## YOUR ASSIGNMENT:
How many lines in the records below contain the word "contains"? Answer with the number only.

[Saved data entries]
::::::::::

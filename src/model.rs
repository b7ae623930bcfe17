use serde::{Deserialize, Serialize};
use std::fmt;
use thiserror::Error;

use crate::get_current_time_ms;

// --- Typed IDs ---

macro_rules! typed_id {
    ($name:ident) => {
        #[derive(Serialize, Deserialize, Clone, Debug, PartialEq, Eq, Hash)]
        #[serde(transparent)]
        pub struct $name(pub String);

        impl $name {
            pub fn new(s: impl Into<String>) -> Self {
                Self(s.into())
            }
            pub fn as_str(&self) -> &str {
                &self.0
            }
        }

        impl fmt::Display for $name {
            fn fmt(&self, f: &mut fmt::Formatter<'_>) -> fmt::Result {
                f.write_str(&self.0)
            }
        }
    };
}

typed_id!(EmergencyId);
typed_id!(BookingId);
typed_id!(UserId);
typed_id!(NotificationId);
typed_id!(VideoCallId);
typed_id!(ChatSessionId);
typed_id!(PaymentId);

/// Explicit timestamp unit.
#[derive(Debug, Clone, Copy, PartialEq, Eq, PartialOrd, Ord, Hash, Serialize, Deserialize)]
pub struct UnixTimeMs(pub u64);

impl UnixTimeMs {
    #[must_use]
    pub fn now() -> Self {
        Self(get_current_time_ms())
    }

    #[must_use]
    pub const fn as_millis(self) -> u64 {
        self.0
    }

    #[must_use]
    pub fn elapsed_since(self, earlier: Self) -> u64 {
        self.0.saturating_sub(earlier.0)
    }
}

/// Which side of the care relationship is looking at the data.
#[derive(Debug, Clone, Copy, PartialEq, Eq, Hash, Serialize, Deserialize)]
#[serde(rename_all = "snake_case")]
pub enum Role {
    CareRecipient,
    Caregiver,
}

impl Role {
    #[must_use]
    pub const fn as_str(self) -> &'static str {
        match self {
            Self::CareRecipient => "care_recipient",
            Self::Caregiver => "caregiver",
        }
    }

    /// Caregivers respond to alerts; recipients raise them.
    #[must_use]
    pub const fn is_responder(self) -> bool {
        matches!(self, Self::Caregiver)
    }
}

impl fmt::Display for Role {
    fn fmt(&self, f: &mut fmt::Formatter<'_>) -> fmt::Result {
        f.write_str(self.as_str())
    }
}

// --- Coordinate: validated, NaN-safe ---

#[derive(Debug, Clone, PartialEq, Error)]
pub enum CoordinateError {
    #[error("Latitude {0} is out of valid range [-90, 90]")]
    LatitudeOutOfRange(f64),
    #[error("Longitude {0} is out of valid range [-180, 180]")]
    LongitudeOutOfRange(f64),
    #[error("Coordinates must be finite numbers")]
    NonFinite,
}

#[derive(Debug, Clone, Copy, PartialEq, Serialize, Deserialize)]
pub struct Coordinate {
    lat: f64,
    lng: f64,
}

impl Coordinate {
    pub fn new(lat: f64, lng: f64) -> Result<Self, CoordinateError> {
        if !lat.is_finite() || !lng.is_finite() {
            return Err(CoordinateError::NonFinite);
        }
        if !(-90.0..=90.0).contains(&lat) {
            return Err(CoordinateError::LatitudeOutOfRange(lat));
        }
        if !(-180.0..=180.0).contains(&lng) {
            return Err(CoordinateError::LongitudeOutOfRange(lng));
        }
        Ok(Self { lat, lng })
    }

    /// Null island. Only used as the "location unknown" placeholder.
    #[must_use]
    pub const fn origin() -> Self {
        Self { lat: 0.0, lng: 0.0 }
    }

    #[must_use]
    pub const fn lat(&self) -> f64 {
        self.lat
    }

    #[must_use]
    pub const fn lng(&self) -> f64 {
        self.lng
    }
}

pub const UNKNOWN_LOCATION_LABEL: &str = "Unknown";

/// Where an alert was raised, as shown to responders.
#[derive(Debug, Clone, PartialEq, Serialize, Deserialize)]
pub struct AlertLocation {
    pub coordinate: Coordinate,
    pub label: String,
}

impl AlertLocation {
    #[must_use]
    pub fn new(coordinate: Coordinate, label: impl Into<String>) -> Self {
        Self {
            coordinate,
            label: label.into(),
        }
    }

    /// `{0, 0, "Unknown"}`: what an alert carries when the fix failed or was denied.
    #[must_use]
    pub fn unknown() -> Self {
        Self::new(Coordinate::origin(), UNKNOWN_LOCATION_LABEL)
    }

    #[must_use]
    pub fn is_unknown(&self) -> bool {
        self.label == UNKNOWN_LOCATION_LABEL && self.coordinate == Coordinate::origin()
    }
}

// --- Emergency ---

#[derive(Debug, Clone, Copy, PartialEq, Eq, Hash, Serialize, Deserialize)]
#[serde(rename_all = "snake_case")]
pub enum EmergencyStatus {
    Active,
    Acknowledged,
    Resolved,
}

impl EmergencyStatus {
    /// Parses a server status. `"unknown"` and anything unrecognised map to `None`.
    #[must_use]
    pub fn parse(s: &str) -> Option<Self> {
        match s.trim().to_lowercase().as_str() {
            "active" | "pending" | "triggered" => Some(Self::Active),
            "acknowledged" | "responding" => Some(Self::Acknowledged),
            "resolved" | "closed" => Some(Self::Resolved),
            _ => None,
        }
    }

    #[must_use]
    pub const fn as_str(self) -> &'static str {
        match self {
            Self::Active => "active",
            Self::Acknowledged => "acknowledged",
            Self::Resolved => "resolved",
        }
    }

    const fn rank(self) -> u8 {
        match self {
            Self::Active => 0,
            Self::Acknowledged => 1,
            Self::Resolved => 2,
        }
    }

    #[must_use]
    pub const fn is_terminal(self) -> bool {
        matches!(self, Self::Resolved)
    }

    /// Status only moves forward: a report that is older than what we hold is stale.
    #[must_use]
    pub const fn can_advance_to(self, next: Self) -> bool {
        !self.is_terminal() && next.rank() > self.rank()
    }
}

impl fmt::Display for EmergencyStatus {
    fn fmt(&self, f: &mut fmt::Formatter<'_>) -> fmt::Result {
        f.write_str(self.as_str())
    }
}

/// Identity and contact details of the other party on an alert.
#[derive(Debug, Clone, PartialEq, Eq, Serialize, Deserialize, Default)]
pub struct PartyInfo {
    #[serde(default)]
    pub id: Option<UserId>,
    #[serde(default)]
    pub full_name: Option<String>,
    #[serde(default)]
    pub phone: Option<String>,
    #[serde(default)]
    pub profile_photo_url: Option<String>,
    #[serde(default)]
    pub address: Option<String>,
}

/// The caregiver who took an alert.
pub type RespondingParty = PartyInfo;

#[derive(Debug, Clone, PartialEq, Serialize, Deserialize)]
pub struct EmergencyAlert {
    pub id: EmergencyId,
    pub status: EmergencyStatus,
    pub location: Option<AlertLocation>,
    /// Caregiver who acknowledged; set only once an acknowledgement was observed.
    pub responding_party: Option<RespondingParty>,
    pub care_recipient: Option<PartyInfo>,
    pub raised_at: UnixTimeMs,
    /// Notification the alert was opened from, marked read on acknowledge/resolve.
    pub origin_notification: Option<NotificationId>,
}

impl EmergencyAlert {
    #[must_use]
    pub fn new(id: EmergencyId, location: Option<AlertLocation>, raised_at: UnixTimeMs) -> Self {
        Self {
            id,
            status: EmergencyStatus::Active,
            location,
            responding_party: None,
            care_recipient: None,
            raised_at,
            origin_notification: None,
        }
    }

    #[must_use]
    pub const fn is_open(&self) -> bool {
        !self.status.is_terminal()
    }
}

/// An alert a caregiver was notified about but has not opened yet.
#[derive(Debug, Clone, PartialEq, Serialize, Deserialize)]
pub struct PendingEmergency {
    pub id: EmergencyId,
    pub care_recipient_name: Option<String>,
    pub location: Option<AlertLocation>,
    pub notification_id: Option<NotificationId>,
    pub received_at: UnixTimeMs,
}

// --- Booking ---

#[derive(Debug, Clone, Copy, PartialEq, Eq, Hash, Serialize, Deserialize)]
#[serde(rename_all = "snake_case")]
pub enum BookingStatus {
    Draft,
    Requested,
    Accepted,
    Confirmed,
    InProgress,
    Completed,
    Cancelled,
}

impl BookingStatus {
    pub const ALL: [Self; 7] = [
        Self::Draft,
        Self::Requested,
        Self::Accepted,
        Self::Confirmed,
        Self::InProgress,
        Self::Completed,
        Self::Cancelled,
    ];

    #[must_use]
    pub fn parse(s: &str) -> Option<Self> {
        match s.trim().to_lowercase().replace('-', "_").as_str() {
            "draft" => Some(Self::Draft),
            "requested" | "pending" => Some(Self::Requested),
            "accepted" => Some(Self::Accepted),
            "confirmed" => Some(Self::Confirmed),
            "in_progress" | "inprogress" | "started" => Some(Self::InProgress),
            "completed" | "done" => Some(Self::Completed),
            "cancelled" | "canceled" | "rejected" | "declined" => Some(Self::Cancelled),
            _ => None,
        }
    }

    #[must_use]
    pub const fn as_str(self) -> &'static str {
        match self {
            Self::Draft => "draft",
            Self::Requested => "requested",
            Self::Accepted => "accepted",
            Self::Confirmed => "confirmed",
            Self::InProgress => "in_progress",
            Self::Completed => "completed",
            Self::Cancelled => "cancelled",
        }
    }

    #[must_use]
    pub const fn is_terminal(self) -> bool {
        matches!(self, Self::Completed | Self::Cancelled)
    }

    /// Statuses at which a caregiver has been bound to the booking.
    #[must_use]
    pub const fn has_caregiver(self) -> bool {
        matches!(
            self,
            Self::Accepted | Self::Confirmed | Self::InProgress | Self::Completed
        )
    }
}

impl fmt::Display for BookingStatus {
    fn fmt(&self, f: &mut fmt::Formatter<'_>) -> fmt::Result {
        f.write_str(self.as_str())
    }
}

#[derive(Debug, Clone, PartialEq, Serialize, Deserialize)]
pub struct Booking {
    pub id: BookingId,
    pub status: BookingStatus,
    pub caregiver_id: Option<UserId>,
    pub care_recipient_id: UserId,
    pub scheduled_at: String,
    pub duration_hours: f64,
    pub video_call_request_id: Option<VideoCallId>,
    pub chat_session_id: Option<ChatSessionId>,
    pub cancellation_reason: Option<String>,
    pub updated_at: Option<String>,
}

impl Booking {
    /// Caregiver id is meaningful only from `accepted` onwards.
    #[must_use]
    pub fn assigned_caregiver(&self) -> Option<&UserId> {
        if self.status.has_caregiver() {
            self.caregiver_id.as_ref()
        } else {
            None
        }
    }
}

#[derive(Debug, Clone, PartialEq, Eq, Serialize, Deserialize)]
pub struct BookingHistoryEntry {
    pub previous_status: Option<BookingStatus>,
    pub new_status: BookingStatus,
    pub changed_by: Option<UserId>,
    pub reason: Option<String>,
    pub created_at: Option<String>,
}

::::::::::

## YOUR SOLUTION:
2